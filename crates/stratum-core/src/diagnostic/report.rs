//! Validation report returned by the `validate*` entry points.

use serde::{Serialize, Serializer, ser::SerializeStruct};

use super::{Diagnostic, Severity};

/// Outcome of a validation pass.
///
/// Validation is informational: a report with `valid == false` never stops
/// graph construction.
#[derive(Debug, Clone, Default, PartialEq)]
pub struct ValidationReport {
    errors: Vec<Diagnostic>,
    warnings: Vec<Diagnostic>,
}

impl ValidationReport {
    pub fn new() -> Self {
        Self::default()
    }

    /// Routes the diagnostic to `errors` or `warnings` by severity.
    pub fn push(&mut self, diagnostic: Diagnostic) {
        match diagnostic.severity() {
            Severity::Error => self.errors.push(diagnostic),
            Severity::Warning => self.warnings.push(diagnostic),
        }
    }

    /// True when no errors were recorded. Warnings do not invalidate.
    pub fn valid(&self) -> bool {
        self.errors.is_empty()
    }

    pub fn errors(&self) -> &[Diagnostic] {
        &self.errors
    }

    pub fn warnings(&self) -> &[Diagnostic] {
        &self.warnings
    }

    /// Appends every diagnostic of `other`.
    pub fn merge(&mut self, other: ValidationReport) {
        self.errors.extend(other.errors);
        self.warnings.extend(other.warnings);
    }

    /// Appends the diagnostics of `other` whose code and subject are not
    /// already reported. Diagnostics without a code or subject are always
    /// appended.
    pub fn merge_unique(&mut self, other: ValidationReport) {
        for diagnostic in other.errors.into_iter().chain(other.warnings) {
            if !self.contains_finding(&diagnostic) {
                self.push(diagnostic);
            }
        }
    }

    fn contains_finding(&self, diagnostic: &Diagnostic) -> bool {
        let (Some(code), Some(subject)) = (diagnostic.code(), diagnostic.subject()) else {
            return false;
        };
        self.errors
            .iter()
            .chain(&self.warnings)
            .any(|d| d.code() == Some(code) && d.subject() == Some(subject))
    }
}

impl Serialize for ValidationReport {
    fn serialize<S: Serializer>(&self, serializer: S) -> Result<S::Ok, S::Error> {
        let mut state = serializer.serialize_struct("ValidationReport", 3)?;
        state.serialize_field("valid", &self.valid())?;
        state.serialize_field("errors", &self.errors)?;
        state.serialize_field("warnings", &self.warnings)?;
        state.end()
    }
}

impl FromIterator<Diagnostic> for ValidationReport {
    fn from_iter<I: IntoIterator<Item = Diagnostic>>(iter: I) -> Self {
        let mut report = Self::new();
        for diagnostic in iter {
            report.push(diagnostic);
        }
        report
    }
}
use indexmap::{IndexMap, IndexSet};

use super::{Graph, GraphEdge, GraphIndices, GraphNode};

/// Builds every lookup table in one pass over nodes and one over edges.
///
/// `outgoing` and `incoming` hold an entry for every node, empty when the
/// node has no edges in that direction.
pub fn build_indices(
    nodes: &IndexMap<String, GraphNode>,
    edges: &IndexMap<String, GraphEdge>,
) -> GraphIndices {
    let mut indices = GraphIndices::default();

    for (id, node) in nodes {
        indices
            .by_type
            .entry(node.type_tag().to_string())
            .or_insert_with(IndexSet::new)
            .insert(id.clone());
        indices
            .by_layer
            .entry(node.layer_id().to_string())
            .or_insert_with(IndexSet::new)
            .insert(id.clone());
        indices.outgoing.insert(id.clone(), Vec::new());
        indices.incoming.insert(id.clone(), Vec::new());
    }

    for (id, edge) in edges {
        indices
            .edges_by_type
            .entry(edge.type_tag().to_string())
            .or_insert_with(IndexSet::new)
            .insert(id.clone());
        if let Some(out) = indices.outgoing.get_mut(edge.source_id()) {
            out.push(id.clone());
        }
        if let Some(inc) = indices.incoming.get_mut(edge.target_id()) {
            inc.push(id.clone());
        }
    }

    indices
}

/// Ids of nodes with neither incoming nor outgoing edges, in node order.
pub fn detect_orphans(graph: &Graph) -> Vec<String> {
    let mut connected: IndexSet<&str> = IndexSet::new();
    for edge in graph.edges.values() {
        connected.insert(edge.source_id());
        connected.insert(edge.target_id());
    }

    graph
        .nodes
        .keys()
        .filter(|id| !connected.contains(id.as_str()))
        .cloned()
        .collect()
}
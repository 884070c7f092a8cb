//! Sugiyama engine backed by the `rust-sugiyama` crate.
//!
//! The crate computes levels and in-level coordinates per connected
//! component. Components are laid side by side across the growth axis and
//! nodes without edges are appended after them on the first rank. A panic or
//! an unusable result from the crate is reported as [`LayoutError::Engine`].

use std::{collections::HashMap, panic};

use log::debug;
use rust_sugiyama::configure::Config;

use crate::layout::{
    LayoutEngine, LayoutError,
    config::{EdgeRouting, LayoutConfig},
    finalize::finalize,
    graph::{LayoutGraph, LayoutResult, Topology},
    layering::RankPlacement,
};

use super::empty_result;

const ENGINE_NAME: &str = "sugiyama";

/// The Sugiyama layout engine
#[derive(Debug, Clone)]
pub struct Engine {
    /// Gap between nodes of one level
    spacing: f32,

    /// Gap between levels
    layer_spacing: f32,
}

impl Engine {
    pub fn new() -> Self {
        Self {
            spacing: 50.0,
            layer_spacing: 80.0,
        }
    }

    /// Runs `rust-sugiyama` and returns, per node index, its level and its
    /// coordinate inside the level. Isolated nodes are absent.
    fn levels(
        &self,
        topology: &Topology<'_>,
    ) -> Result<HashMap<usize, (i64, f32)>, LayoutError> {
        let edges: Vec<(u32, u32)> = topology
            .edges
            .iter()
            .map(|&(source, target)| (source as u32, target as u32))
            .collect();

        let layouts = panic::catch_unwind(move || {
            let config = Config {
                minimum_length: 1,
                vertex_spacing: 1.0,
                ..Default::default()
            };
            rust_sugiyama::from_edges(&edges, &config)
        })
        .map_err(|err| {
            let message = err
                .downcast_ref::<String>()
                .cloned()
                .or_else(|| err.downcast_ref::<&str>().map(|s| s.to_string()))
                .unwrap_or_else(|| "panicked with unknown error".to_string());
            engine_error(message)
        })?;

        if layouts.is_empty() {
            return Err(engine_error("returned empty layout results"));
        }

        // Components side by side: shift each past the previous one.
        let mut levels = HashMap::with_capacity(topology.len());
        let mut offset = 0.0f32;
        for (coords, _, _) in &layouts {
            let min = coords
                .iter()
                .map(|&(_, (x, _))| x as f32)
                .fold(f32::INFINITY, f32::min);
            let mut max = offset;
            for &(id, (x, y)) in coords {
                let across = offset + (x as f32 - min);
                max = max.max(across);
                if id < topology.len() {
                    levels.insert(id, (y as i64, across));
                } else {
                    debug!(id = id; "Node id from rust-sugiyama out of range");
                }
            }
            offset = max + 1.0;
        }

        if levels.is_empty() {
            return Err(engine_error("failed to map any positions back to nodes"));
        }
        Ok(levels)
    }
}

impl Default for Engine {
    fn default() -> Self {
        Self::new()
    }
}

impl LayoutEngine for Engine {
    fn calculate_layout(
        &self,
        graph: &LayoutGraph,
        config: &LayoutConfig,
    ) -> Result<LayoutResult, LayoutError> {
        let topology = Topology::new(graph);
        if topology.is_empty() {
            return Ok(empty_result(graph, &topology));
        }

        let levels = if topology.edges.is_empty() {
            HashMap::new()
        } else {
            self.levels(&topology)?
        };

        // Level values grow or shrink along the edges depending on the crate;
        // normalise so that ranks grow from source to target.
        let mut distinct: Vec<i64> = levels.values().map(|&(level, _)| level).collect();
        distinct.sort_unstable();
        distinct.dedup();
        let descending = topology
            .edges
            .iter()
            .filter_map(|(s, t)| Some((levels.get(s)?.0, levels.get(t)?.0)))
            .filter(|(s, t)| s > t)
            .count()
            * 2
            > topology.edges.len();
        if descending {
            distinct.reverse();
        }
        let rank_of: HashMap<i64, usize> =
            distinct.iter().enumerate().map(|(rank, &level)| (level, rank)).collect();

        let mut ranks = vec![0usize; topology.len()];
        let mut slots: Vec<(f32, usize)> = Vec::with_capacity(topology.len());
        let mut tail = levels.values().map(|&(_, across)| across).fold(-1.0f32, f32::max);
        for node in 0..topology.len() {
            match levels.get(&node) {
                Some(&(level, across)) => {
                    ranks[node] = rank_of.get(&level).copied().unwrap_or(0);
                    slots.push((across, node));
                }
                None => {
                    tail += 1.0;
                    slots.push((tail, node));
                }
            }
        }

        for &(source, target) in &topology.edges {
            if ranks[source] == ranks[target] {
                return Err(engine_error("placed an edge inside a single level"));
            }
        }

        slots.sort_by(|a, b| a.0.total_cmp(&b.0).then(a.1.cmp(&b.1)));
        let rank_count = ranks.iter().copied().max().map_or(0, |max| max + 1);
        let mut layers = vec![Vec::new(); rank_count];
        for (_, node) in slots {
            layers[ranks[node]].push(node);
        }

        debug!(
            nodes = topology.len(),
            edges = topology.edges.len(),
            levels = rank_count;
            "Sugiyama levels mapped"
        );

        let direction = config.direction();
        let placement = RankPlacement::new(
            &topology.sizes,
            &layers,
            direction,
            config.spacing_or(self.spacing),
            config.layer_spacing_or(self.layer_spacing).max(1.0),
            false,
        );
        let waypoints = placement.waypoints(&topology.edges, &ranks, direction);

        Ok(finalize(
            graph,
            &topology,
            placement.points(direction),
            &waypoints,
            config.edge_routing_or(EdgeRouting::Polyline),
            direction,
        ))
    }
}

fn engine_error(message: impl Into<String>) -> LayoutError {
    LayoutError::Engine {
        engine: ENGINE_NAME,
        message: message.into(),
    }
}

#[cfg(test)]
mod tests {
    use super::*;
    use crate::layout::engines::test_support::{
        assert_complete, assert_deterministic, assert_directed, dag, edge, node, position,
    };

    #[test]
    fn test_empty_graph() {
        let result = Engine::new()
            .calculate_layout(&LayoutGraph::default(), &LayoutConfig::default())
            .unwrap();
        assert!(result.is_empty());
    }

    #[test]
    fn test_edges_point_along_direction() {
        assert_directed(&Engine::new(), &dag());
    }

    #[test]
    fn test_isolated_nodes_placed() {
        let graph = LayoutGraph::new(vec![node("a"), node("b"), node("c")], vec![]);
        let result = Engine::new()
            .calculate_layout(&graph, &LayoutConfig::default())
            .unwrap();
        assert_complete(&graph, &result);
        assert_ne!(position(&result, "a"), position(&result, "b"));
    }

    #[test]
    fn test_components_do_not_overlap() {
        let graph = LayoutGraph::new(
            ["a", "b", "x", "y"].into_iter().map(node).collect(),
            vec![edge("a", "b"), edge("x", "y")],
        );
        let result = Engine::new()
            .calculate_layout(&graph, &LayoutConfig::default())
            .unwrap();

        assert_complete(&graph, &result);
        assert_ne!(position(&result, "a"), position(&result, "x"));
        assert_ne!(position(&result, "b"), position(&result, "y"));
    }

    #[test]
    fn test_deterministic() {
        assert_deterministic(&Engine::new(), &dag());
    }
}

★ ★ ★ ★

§ **What you should do**
In the records above, find each line that mentions the string "IndexMap", then copy it.

§ **Result of this exercise**
use indexmap::{IndexMap, IndexSet};
    nodes: &IndexMap<String, GraphNode>,
    edges: &IndexMap<String, GraphEdge>,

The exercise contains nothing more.